## GOAL OF THE EXERCISE
Set down, exactly, every line from the top of the listing through the one holding "Alpha is ignored.".

---------- GIVEN DATA

//! Foreground classification and the two-tone check
//!
//! Grouping is only defined for rasters reduced to exactly two colours. The
//! classifier decides which of the two is foreground; by default that is
//! pure black.

use patchwork_core::{CHANNELS, Raster, Rgb};
use std::collections::HashSet;

/// Predicate deciding whether a pixel colour is foreground
pub trait Classifier {
    /// Return `true` if `color` belongs to the foreground.
    fn is_foreground(&self, color: Rgb) -> bool;
}

/// Foreground is pure black (R = G = B = 0); everything else is background.
#[derive(Debug, Clone, Copy, Default, PartialEq, Eq)]
pub struct BlackForeground;

impl Classifier for BlackForeground {
    #[inline]
    fn is_foreground(&self, color: Rgb) -> bool {
        color == Rgb::BLACK
    }
}

impl<F: Fn(Rgb) -> bool> Classifier for F {
    #[inline]
    fn is_foreground(&self, color: Rgb) -> bool {
        self(color)
    }
}

/// Result of classifying a raster
#[derive(Debug, Clone, Copy, PartialEq, Eq)]
pub struct Classification {
    /// Number of distinct (R, G, B) triples
    pub distinct_colors: usize,
    /// `true` iff exactly two distinct colours are present
    pub is_two_tone: bool,
}

/// Count distinct (R, G, B) triples across the raster. Alpha is ignored.
pub fn count_distinct_colors(raster: &Raster<'_>) -> usize {
    raster
        .data()
        .chunks_exact(CHANNELS)
        .filter_map(Rgb::from_channels)
        .collect::<HashSet<_>>()
        .len()
}

/// Check whether the raster holds exactly two distinct colours.
///
/// Stops scanning as soon as a third colour is seen.
pub fn is_two_tone(raster: &Raster<'_>) -> bool {
    let mut seen: Vec<Rgb> = Vec::with_capacity(3);
    for color in raster
        .data()
        .chunks_exact(CHANNELS)
        .filter_map(Rgb::from_channels)
    {
        if !seen.contains(&color) {
            if seen.len() == 2 {
                return false;
            }
            seen.push(color);
        }
    }
    seen.len() == 2
}

/// Count colours and evaluate the two-tone precondition.
pub fn classify_raster(raster: &Raster<'_>) -> Classification {
    let distinct_colors = count_distinct_colors(raster);
    Classification {
        distinct_colors,
        is_two_tone: distinct_colors == 2,
    }
}

/// Per-pixel foreground flags, indexed by `offset / 4`.
pub fn foreground_mask<C: Classifier + ?Sized>(raster: &Raster<'_>, classifier: &C) -> Vec<bool> {
    raster
        .data()
        .chunks_exact(CHANNELS)
        .map(|px| Rgb::from_channels(px).is_some_and(|c| classifier.is_foreground(c)))
        .collect()
}

#[cfg(test)]
mod tests {
    use super::*;
    use patchwork_test::Fixture;

    #[test]
    fn test_black_is_foreground() {
        assert!(BlackForeground.is_foreground(Rgb::BLACK));
        assert!(!BlackForeground.is_foreground(Rgb::WHITE));
        assert!(!BlackForeground.is_foreground(Rgb::new(0, 0, 1)));
    }

    #[test]
    fn test_closure_classifier() {
        let red = |c: Rgb| c.r == 255 && c.g == 0 && c.b == 0;
        assert!(red.is_foreground(Rgb::new(255, 0, 0)));
        assert!(!red.is_foreground(Rgb::BLACK));
    }

    #[test]
    fn test_count_distinct_colors() {
        let fx = Fixture::from_rows(&["#.r", "..#"]).unwrap();
        let raster = fx.raster().unwrap();
        assert_eq!(count_distinct_colors(&raster), 3);
        assert!(!is_two_tone(&raster));

        let c = classify_raster(&raster);
        assert_eq!(c.distinct_colors, 3);
        assert!(!c.is_two_tone);
    }

    #[test]
    fn test_alpha_ignored() {
        let mut fx = Fixture::from_rows(&["..", "#."]).unwrap();
        fx.data[3] = 0;
        let raster = fx.raster().unwrap();
        assert_eq!(count_distinct_colors(&raster), 2);
        assert!(is_two_tone(&raster));
    }

    #[test]
    fn test_one_color_is_not_two_tone() {
        let fx = Fixture::filled(3, 3, Rgb::WHITE);
        let raster = fx.raster().unwrap();
        assert_eq!(count_distinct_colors(&raster), 1);
        assert!(!is_two_tone(&raster));
    }

    #[test]
    fn test_foreground_mask() {
        let fx = Fixture::from_rows(&["#.", ".#"]).unwrap();
        let raster = fx.raster().unwrap();
        assert_eq!(
            foreground_mask(&raster, &BlackForeground),
            vec![true, false, false, true]
        );
    }
}
//! patchwork-test - Regression test framework for patchwork
//!
//! This crate provides the small harness the regression tests share:
//!
//! - [`RegParams`]: numbered checks that record failures instead of
//!   panicking, with a final [`RegParams::cleanup`] verdict
//! - [`Fixture`]: RGBA buffers drawn as ASCII art
//!
//! # Usage
//!
//! ```ignore
//! use patchwork_test::{Fixture, RegParams};
//!
//! let mut rp = RegParams::new("patches");
//! let fx = Fixture::from_rows(&["#.", ".#"]).unwrap();
//! rp.compare_values(2.0, count as f64, 0.0);
//! assert!(rp.cleanup());
//! ```
//!
//! # Environment Variables
//!
//! - `RUST_LOG`: filter for library logs, e.g. `patchwork_region=debug`

mod error;
mod fixture;
mod params;

pub use error::{TestError, TestResult};
pub use fixture::{Fixture, glyph_color};
pub use params::RegParams;
//! Patch registry
//!
//! Turns the union-find bookkeeping of a [`Labeling`] into the
//! caller-facing list of disjoint, immutable [`Patch`]es. The forest, with
//! its mutable parent links, never leaves this crate.

use crate::label::{Labeling, UNLABELED};
use patchwork_core::CHANNELS;
use std::collections::BTreeSet;

/// A maximal 8-connected region of foreground pixels
///
/// Holds red-channel offsets in ascending order without duplicates. A
/// caller writing full RGBA derives `offset..offset + 4` itself.
#[derive(Debug, Clone, PartialEq, Eq, Hash)]
pub struct Patch {
    offsets: Vec<usize>,
}

impl Patch {
    /// Offsets in ascending (scan) order
    pub fn offsets(&self) -> &[usize] {
        &self.offsets
    }

    /// Number of pixels
    pub fn len(&self) -> usize {
        self.offsets.len()
    }

    /// Always `false` for patches produced by [`materialize`].
    pub fn is_empty(&self) -> bool {
        self.offsets.is_empty()
    }

    /// First pixel in scan order
    pub fn first(&self) -> Option<usize> {
        self.offsets.first().copied()
    }

    /// Check whether the pixel at `offset` belongs to this patch.
    pub fn contains(&self, offset: usize) -> bool {
        self.offsets.binary_search(&offset).is_ok()
    }

    /// Iterate over offsets in ascending order.
    pub fn iter(&self) -> std::iter::Copied<std::slice::Iter<'_, usize>> {
        self.offsets.iter().copied()
    }

    /// Copy the offsets into an ordered set.
    pub fn to_set(&self) -> BTreeSet<usize> {
        self.offsets.iter().copied().collect()
    }
}

impl<'a> IntoIterator for &'a Patch {
    type Item = usize;
    type IntoIter = std::iter::Copied<std::slice::Iter<'a, usize>>;

    fn into_iter(self) -> Self::IntoIter {
        self.iter()
    }
}

/// Flatten a labeling into disjoint patches.
///
/// Patches are ordered by their first pixel in scan order. Every labeled
/// pixel lands in exactly one patch.
pub fn materialize(labeling: Labeling) -> Vec<Patch> {
    let (labels, mut sets) = labeling.into_parts();
    let mut slot = vec![UNLABELED; sets.len()];
    let mut groups: Vec<Vec<usize>> = Vec::new();

    for (idx, &label) in labels.iter().enumerate() {
        if label == UNLABELED {
            continue;
        }
        let root = sets.find(label);
        if slot[root] == UNLABELED {
            slot[root] = groups.len();
            groups.push(Vec::new());
        }
        groups[slot[root]].push(idx * CHANNELS);
    }

    groups
        .into_iter()
        .map(|offsets| Patch { offsets })
        .collect()
}
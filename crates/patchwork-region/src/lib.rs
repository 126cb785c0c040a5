//! patchwork-region - Patch grouping for two-tone rasters
//!
//! This crate partitions the foreground of a raster reduced to exactly two
//! colours into maximal 8-connected regions ("patches"):
//!
//! - **Classification** ([`mod@classify`]) - Foreground predicate and the
//!   two-tone precondition
//! - **Labeling** ([`mod@label`]) - Single-pass union-find labeling
//! - **Registry** ([`registry`]) - Disjoint, immutable patch lists
//! - **Banded labeling** ([`band`]) - Parallel labeling by row bands
//! - **Statistics** ([`stats`]) - Size, bounds and centroid per patch
//!
//! # Examples
//!
//! ```
//! use patchwork_region::find_patches;
//!
//! // 4x2 raster: a black diagonal pair and one lone black pixel
//! let b = [0, 0, 0, 255];
//! let w = [255, 255, 255, 255];
//! let buffer: Vec<u8> = [b, w, w, b, w, b, w, w].concat();
//!
//! let patches = find_patches(&buffer, 16).unwrap();
//! assert_eq!(patches.len(), 2);
//! assert_eq!(patches[0].offsets(), &[0, 20]);
//! assert_eq!(patches[1].offsets(), &[12]);
//! ```

pub mod band;
pub mod classify;
pub mod error;
pub mod label;
pub mod patches;
pub mod registry;
pub mod stats;
pub mod unionfind;

// Re-export core types
pub use patchwork_core;

// Re-export error types
pub use error::{RegionError, RegionResult};

// Re-export classification types and functions
pub use classify::{
    BlackForeground, Classification, Classifier, classify_raster, count_distinct_colors,
    foreground_mask, is_two_tone,
};

// Re-export labeling types and functions
pub use band::label_pixels_banded;
pub use label::{Labeling, label, label_pixels};
pub use registry::{Patch, materialize};
pub use unionfind::DisjointSets;

// Re-export entry points
pub use patches::{LabelOptions, classify, count_patches, find_patches, find_patches_with};

// Re-export statistics
pub use stats::{PatchStats, all_patch_stats, patch_stats};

--------------------

## YOUR SOLUTION
//! Foreground classification and the two-tone check
//!
//! Grouping is only defined for rasters reduced to exactly two colours. The
//! classifier decides which of the two is foreground; by default that is
//! pure black.

use patchwork_core::{CHANNELS, Raster, Rgb};
use std::collections::HashSet;

/// Predicate deciding whether a pixel colour is foreground
pub trait Classifier {
    /// Return `true` if `color` belongs to the foreground.
    fn is_foreground(&self, color: Rgb) -> bool;
}

/// Foreground is pure black (R = G = B = 0); everything else is background.
#[derive(Debug, Clone, Copy, Default, PartialEq, Eq)]
pub struct BlackForeground;

impl Classifier for BlackForeground {
    #[inline]
    fn is_foreground(&self, color: Rgb) -> bool {
        color == Rgb::BLACK
    }
}

impl<F: Fn(Rgb) -> bool> Classifier for F {
    #[inline]
    fn is_foreground(&self, color: Rgb) -> bool {
        self(color)
    }
}

/// Result of classifying a raster
#[derive(Debug, Clone, Copy, PartialEq, Eq)]
pub struct Classification {
    /// Number of distinct (R, G, B) triples
    pub distinct_colors: usize,
    /// `true` iff exactly two distinct colours are present
    pub is_two_tone: bool,
}

/// Count distinct (R, G, B) triples across the raster. Alpha is ignored.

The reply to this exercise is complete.